(Collected data)

* * *

//! serde support and `serde_json` conversions for [`Node`].
//!
//! Serialization maps every variant onto the serde data model: numbers keep
//! their width, complex numbers become `[re, im]` pairs and bytes use
//! `serialize_bytes`. Custom sources have no generic representation and fail
//! to serialize.
//!
//! Deserialization produces the shapes a self-describing format reports.
//! With JSON that means `I64` for integers that fit, `U64` above that, `F64`
//! for everything else, and `Text`, `List` and `Map` for the rest.

use std::fmt;

use serde::{
    Deserialize, Deserializer, Serialize, Serializer,
    de::{MapAccess, SeqAccess, Visitor},
    ser::{Error as _, SerializeMap, SerializeSeq},
};

use super::{List, Map, Node, NodeError};

impl Serialize for Node {
    fn serialize<S>(&self, serializer: S) -> Result<S::Ok, S::Error>
    where
        S: Serializer,
    {
        match self {
            Node::Null => serializer.serialize_unit(),
            Node::Bool(v) => serializer.serialize_bool(*v),
            Node::I8(v) => serializer.serialize_i8(*v),
            Node::I16(v) => serializer.serialize_i16(*v),
            Node::I32(v) => serializer.serialize_i32(*v),
            Node::I64(v) => serializer.serialize_i64(*v),
            Node::Isize(v) => serializer.serialize_i64(*v as i64),
            Node::U8(v) => serializer.serialize_u8(*v),
            Node::U16(v) => serializer.serialize_u16(*v),
            Node::U32(v) => serializer.serialize_u32(*v),
            Node::U64(v) => serializer.serialize_u64(*v),
            Node::Usize(v) => serializer.serialize_u64(*v as u64),
            Node::F32(v) => serializer.serialize_f32(*v),
            Node::F64(v) => serializer.serialize_f64(*v),
            Node::Complex64(c) => (c.re, c.im).serialize(serializer),
            Node::Complex128(c) => (c.re, c.im).serialize(serializer),
            Node::Text(s) => serializer.serialize_str(s),
            Node::Bytes(b) => serializer.serialize_bytes(b),
            Node::List(list) => {
                let mut seq = serializer.serialize_seq(Some(list.len()))?;
                for item in list {
                    seq.serialize_element(item)?;
                }
                seq.end()
            }
            Node::Map(map) => {
                let mut out = serializer.serialize_map(Some(map.len()))?;
                for (key, value) in map {
                    out.serialize_entry(key, value)?;
                }
                out.end()
            }
            Node::Source(source) => Err(S::Error::custom(format!(
                "custom source {source:?} cannot be serialized"
            ))),
        }
    }
}

struct NodeVisitor;

impl<'de> Visitor<'de> for NodeVisitor {
    type Value = Node;

    fn expecting(&self, formatter: &mut fmt::Formatter) -> fmt::Result {
        formatter.write_str("any self-describing value")
    }

    fn visit_bool<E>(self, v: bool) -> Result<Node, E> {
        Ok(Node::Bool(v))
    }

    fn visit_i64<E>(self, v: i64) -> Result<Node, E> {
        Ok(Node::I64(v))
    }

    fn visit_u64<E>(self, v: u64) -> Result<Node, E> {
        Ok(i64::try_from(v).map_or(Node::U64(v), Node::I64))
    }

    fn visit_f64<E>(self, v: f64) -> Result<Node, E> {
        Ok(Node::F64(v))
    }

    fn visit_str<E>(self, v: &str) -> Result<Node, E> {
        Ok(Node::Text(v.to_string()))
    }

    fn visit_string<E>(self, v: String) -> Result<Node, E> {
        Ok(Node::Text(v))
    }

    fn visit_bytes<E>(self, v: &[u8]) -> Result<Node, E> {
        Ok(Node::Bytes(v.to_vec()))
    }

    fn visit_byte_buf<E>(self, v: Vec<u8>) -> Result<Node, E> {
        Ok(Node::Bytes(v))
    }

    fn visit_unit<E>(self) -> Result<Node, E> {
        Ok(Node::Null)
    }

    fn visit_none<E>(self) -> Result<Node, E> {
        Ok(Node::Null)
    }

    fn visit_some<D>(self, deserializer: D) -> Result<Node, D::Error>
    where
        D: Deserializer<'de>,
    {
        Node::deserialize(deserializer)
    }

    fn visit_seq<A>(self, mut seq: A) -> Result<Node, A::Error>
    where
        A: SeqAccess<'de>,
    {
        let mut list = List::with_capacity(seq.size_hint().unwrap_or(0));
        while let Some(item) = seq.next_element::<Node>()? {
            list.push(item);
        }
        Ok(Node::List(list))
    }

    fn visit_map<A>(self, mut access: A) -> Result<Node, A::Error>
    where
        A: MapAccess<'de>,
    {
        let mut map = Map::with_capacity(access.size_hint().unwrap_or(0));
        while let Some((key, value)) = access.next_entry::<String, Node>()? {
            map.insert(key, value);
        }
        Ok(Node::Map(map))
    }
}

impl<'de> Deserialize<'de> for Node {
    fn deserialize<D>(deserializer: D) -> Result<Self, D::Error>
    where
        D: Deserializer<'de>,
    {
        deserializer.deserialize_any(NodeVisitor)
    }
}

impl Node {
    /// Parses a JSON document into a node tree.
    ///
    /// ```
    /// # use pathwise::Node;
    /// let node = Node::from_json_str(r#"{"a": [1, 2.5, "x"]}"#)?;
    /// assert_eq!(node.to_string(), "{a: [1, 2.5, x]}");
    /// # Ok::<(), pathwise::Error>(())
    /// ```
    pub fn from_json_str(json: &str) -> crate::Result<Self> {
        Ok(serde_json::from_str(json)?)
    }

    /// Converts this node into a `serde_json::Value`.
    ///
    /// # Errors
    /// Fails for custom sources and for non-finite floats, which JSON cannot
    /// represent.
    pub fn to_json(&self) -> Result<serde_json::Value, NodeError> {
        serde_json::Value::try_from(self)
    }

    /// Serializes this node as a JSON string.
    pub fn to_json_string(&self) -> crate::Result<String> {
        Ok(serde_json::to_string(self)?)
    }
}

impl From<serde_json::Value> for Node {
    fn from(value: serde_json::Value) -> Self {
        use serde_json::Value as Json;

        match value {
            Json::Null => Node::Null,
            Json::Bool(b) => Node::Bool(b),
            Json::Number(n) => {
                if let Some(i) = n.as_i64() {
                    Node::I64(i)
                } else if let Some(u) = n.as_u64() {
                    Node::U64(u)
                } else {
                    // Non-integers always have an f64 form without arbitrary precision
                    Node::F64(n.as_f64().unwrap_or(f64::NAN))
                }
            }
            Json::String(s) => Node::Text(s),
            Json::Array(items) => Node::List(items.into_iter().map(Node::from).collect()),
            Json::Object(entries) => Node::Map(
                entries
                    .into_iter()
                    .map(|(k, v)| (k, Node::from(v)))
                    .collect(),
            ),
        }
    }
}

impl TryFrom<&Node> for serde_json::Value {
    type Error = NodeError;

    fn try_from(node: &Node) -> Result<Self, Self::Error> {
        use serde_json::{Number, Value as Json};

        fn float(node: &Node, v: f64) -> Result<Json, NodeError> {
            Number::from_f64(v)
                .map(Json::Number)
                .ok_or_else(|| NodeError::Unrepresentable {
                    kind: node.kind(),
                    reason: format!("{v} is not a finite number"),
                })
        }

        Ok(match node {
            Node::Null => Json::Null,
            Node::Bool(b) => Json::Bool(*b),
            Node::I8(v) => Json::from(*v),
            Node::I16(v) => Json::from(*v),
            Node::I32(v) => Json::from(*v),
            Node::I64(v) => Json::from(*v),
            Node::Isize(v) => Json::from(*v),
            Node::U8(v) => Json::from(*v),
            Node::U16(v) => Json::from(*v),
            Node::U32(v) => Json::from(*v),
            Node::U64(v) => Json::from(*v),
            Node::Usize(v) => Json::from(*v),
            Node::F32(v) => float(node, f64::from(*v))?,
            Node::F64(v) => float(node, *v)?,
            Node::Complex64(c) => Json::Array(vec![
                float(node, f64::from(c.re))?,
                float(node, f64::from(c.im))?,
            ]),
            Node::Complex128(c) => Json::Array(vec![float(node, c.re)?, float(node, c.im)?]),
            Node::Text(s) => Json::String(s.clone()),
            Node::Bytes(b) => Json::Array(b.iter().map(|byte| Json::from(*byte)).collect()),
            Node::List(list) => Json::Array(
                list.iter()
                    .map(serde_json::Value::try_from)
                    .collect::<Result<_, _>>()?,
            ),
            Node::Map(map) => Json::Object(
                map.iter()
                    .map(|(k, v)| Ok((k.clone(), serde_json::Value::try_from(v)?)))
                    .collect::<Result<_, NodeError>>()?,
            ),
            Node::Source(_) => {
                return Err(NodeError::Unrepresentable {
                    kind: node.kind(),
                    reason: "custom sources have no JSON form".to_string(),
                });
            }
        })
    }
}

* * *

ACTION ITEM: Could you please retype the lines from the start of the data through the line with "representation and fail", both included, and nothing else?

WRITTEN ANSWER:
//! serde support and `serde_json` conversions for [`Node`].
//!
//! Serialization maps every variant onto the serde data model: numbers keep
//! their width, complex numbers become `[re, im]` pairs and bytes use
//! `serialize_bytes`. Custom sources have no generic representation and fail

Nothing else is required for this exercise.